Commissioned in the Royal Navy as HMS Hamilton, which was a placename common to both the UK and US. The 2 November 1940, issue of The Royal Gazette, the newspaper published in the City of Hamilton in the Imperial fortress colony of Bermuda (where the America and West Indies Station of the Royal Navy had its base at the Royal Naval Dockyard, Bermuda, and where Allied naval vessels deploying from North America to the Battle of the Atlantic completed their working up), reported this in an article titled "NEW" DESTROYER HAS NAME OF HAMILTON: Mayor Here Receives Letter From Her Commander, and began:

News has been received here of the destroyer Hamilton, one of the 50 destroyers recently acquired by Great Britain from the United States and named in honour of Bermuda's capital. Commander L. M. Shadwell, R.N., who commands the Hamilton, has written to the Mayor of Hamilton, Mr. S. P. Eve, a letter in which he says, "I thought it possible that you might be interested to have news from time to time of the ship which has the honour to bear the name of your city."

(The article went on to mention that the Mayor was to open a fund to supply the crew of the ship with newspapers and included the text of Shadwell's letter).

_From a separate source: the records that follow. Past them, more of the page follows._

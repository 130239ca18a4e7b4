//! Уровни сложности клеток
//!
//! Рядом с поселениями и дорогами безопасно; чем дальше от них, тем выше уровень.

use crate::grid::{Cell, Grid, Pos};
use crate::random::Dice;

/// Дальше этого кольца поселения и дороги не ищутся
const SEARCH_RINGS: u32 = 4;

fn is_civilised(cell: &Cell) -> bool {
    cell.has_settlement() || cell.road().is_some()
}

/// Номер ближайшего кольца с поселением или дорогой; `SEARCH_RINGS + 1`, если их нет
fn distance_to_civilisation(grid: &Grid, pos: Pos) -> u32 {
    (1..=SEARCH_RINGS)
        .find(|&k| grid.ring(pos, k).iter().any(|&p| is_civilised(grid.cell(p))))
        .unwrap_or(SEARCH_RINGS + 1)
}

pub fn assign_levels(grid: &mut Grid, dice: &mut Dice) {
    for pos in grid.positions() {
        let level = if is_civilised(grid.cell(pos)) {
            dice.range(1, 6)
        } else {
            let ring = i64::from(distance_to_civilisation(grid, pos));
            dice.range(10 * ring - 5, 10 * ring + 6)
        };
        grid.cell_mut(pos).level = level as u32;
    }
}
//! Выращивание регионов (диффузия биомов и рельефа)
//!
//! Четыре «ходока» стартуют в четвертях карты и бродят по незаполненным клеткам,
//! выбирая значение либо по соседям (крупные связные области), либо принудительно новое.
//! Один и тот же механизм заполняет и биомы, и рельеф.

use std::collections::BTreeMap;

use tracing::debug;

use crate::error::Result;
use crate::grid::{Grid, Pos};
use crate::random::Dice;
use crate::terrain::TerrainLayer;
use crate::zones::ZoneIndex;

/// Вес соседа из кольца 1
const NEAR_WEIGHT: f64 = 7.0;
/// Вес соседа из кольца 2
const FAR_WEIGHT: f64 = 1.0;
/// Бонус предыдущему значению ходока
const LAST_VALUE_BONUS: f64 = 15.0;

/// Четыре стартовые точки, по одной на четверть карты, со сдвигом до ±1/5 размера
pub fn quadrant_points(width: u32, height: u32, dice: &mut Dice) -> Vec<Pos> {
    let (w, h) = (i64::from(width), i64::from(height));
    let jitter = |dice: &mut Dice, size: i64| dice.range(-(size / 5), size / 5);

    [(w / 4, h / 4), (w / 4, h - h / 4), (w - w / 4, h / 4), (w - w / 4, h - h / 4)]
        .into_iter()
        .map(|(x, y)| {
            let y = (y + jitter(dice, h)).clamp(0, h - 1);
            let x = (x + jitter(dice, w)).clamp(0, w - 1);
            Pos::new(x as u32, y as u32)
        })
        .collect()
}

pub struct RegionGrower<T: TerrainLayer> {
    catalog: Vec<T>,
    counts: BTreeMap<T, usize>,
    new_value_coefficient: f64,
    equal_distribution: bool,
    /// Для воды перепредставленность не форсирует смену значения
    water_exempt: bool,
}

impl<T: TerrainLayer> RegionGrower<T> {
    #[must_use]
    pub fn new(catalog: Vec<T>, new_value_coefficient: f64) -> Self {
        let counts = catalog.iter().map(|&v| (v, 0)).collect();
        Self {
            catalog,
            counts,
            new_value_coefficient,
            equal_distribution: false,
            water_exempt: false,
        }
    }

    #[must_use]
    pub fn with_equal_distribution(mut self, enabled: bool, water_exempt: bool) -> Self {
        self.equal_distribution = enabled;
        self.water_exempt = water_exempt;
        self
    }

    /// Сколько клеток получило каждое значение (включая стартовые пятна)
    #[must_use]
    pub fn counts(&self) -> &BTreeMap<T, usize> {
        &self.counts
    }

    fn increase(&mut self, value: T) {
        *self.counts.entry(value).or_default() += 1;
    }

    fn count(&self, value: T) -> usize {
        self.counts.get(&value).copied().unwrap_or(0)
    }

    /// Заполняет слот `T` во всех клетках сетки
    pub fn grow(&mut self, grid: &mut Grid, zones: &mut ZoneIndex, dice: &mut Dice) -> Result<()> {
        let unassigned = grid.len() - grid.count_assigned(T::PROPERTY);
        let mut steps = unassigned as i64;
        let mut walkers = quadrant_points(grid.width(), grid.height(), dice);

        // стартовые пятна: точка и её кольцо 1
        for &point in &walkers {
            let value = *dice.uniform(&self.catalog)?;
            for pos in grid.area(point, 1) {
                let cell = grid.cell_mut(pos);
                // клетка могла быть заполнена раньше (например, водой)
                if T::read(cell).is_none() {
                    steps -= 1;
                }
                T::write(cell, value);
                self.increase(value);
            }
        }

        while steps > 0 {
            for walker in &mut walkers {
                let last = T::read(grid.cell(*walker));
                let candidates = zones.find_unassigned(grid, T::PROPERTY, *walker);
                if candidates.is_empty() {
                    debug!(property = ?T::PROPERTY, steps, "незаполненных клеток не осталось");
                    return Ok(());
                }
                *walker = *dice.uniform(&candidates)?;

                let value = if self.should_force_new(last, unassigned, dice) {
                    self.least_represented().or(last)
                } else {
                    Some(self.from_neighbourhood(grid, *walker, last, dice)?)
                };
                let Some(value) = value else { continue };

                T::write(grid.cell_mut(*walker), value);
                self.increase(value);
                steps -= 1;
            }
        }
        Ok(())
    }

    fn should_force_new(&self, last: Option<T>, unassigned: usize, dice: &mut Dice) -> bool {
        if self.equal_distribution {
            if let Some(last) = last {
                let fair_share = unassigned / self.catalog.len();
                if self.count(last) > fair_share && !(self.water_exempt && last.is_water()) {
                    return true;
                }
            }
        }
        dice.chance(self.new_value_coefficient)
    }

    /// Значение каталога с наименьшим счётчиком; при равенстве — первое по каталогу
    fn least_represented(&self) -> Option<T> {
        self.catalog.iter().copied().min_by_key(|&v| self.count(v))
    }

    fn from_neighbourhood(&self, grid: &Grid, at: Pos, last: Option<T>, dice: &mut Dice) -> Result<T> {
        let mut weights: BTreeMap<T, f64> = BTreeMap::new();
        for (ring, weight) in [(1, NEAR_WEIGHT), (2, FAR_WEIGHT)] {
            for pos in grid.ring(at, ring) {
                if let Some(value) = T::read(grid.cell(pos)) {
                    *weights.entry(value).or_default() += weight;
                }
            }
        }
        if let Some(bonus) = last.and_then(|l| weights.get_mut(&l)) {
            *bonus += LAST_VALUE_BONUS;
        }

        match dice.weighted(&weights) {
            Some(value) => Ok(value),
            None => Ok(*dice.uniform(&self.catalog)?),
        }
    }
}
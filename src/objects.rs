//! Объекты на карте: поселения и подземелья

use serde::{Deserialize, Serialize};

use crate::grid::Pos;

#[derive(Debug, Clone, Copy, PartialEq, Eq, Hash, Serialize, Deserialize)]
pub enum MapObjectKind {
    Settlement,
    Dungeon,
}

/// Можно ли (и нужно ли) подводить к объекту дорогу
#[derive(Debug, Clone, Copy, PartialEq, Eq, Hash, Serialize, Deserialize)]
pub enum RoadAffinity {
    MustConnect,
    MayConnect,
    None,
}

#[derive(Debug, Clone, PartialEq, Eq, Serialize, Deserialize)]
pub struct MapObject {
    pub id: u32,
    pub kind: MapObjectKind,
    pub position: Pos,
}

impl MapObject {
    #[must_use]
    pub fn settlement(id: u32, position: Pos) -> Self {
        Self {
            id,
            kind: MapObjectKind::Settlement,
            position,
        }
    }

    #[must_use]
    pub fn dungeon(id: u32, position: Pos) -> Self {
        Self {
            id,
            kind: MapObjectKind::Dungeon,
            position,
        }
    }

    #[must_use]
    pub fn road_affinity(&self) -> RoadAffinity {
        match self.kind {
            MapObjectKind::Settlement => RoadAffinity::MustConnect,
            MapObjectKind::Dungeon => RoadAffinity::MayConnect,
        }
    }
}
pub mod config;
pub mod denoise;
pub mod depth;
pub mod error;
pub mod generator;
pub mod grid;
pub mod growth;
pub mod levels;
pub mod objects;
pub mod pathfinding;
pub mod placement;
pub mod random;
pub mod roads;
pub mod terrain;
pub mod water;
pub mod zones;

pub use config::{GeneratorSettings, MapSize, WaterAlgorithm};
pub use error::{GenerationError, Result};
pub use generator::Generator;
pub use grid::{Cell, CellSide, DeepWater, Grid, GridSummary, Pos, Road};
pub use objects::{MapObject, MapObjectKind, RoadAffinity};
pub use terrain::{Biome, CellProperty, Relief};

/// Генерирует карту по параметрам: проверка, все фазы, готовая сетка
pub fn generate_map(settings: GeneratorSettings) -> Result<Grid> {
    Generator::new(settings)?.create()
}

She collided with (formerly the US destroyer Maddox) at St. John's, Newfoundland and Labrador on 1 October while en route to England. Proceeding to Saint John, New Brunswick, for repairs, she went aground and suffered extensive damage. Because of a British manpower shortage, she was manned by Canadians during and after repair operations. Hamilton was modified for trade convoy escort service by removal of three of the original 4"/50 caliber guns and one of the triple torpedo tube mounts to reduce topside weight for additional depth charge stowage and installation of hedgehog anti-submarine weapon.

===Royal Canadian Navy===
Late in June 1941 she commissioned in the Royal Canadian Navy as HMCS Hamilton fitting within the Canadian practice of naming destroyers after Canadian rivers—the Hamilton River of Labrador.

Throughout her active service, she remained in North American waters, protecting convoys from St. John's to New York. On 2 August 1942, she sighted and attacked a German U-boat and, by forcing it to submerge, prevented an attack on the convoy. Declared unfit for operations 11 August 1943, she became a tender to at Annapolis, Nova Scotia. Declared surplus 1 April 1945, she decommissioned 8 June at Sydney, Nova Scotia. Hamilton departed Sydney 6 July under tow for Baltimore, Maryland, where she was sold for scrapping by the Boston Iron & Metal Company, but was lost while being towed to Baltimore.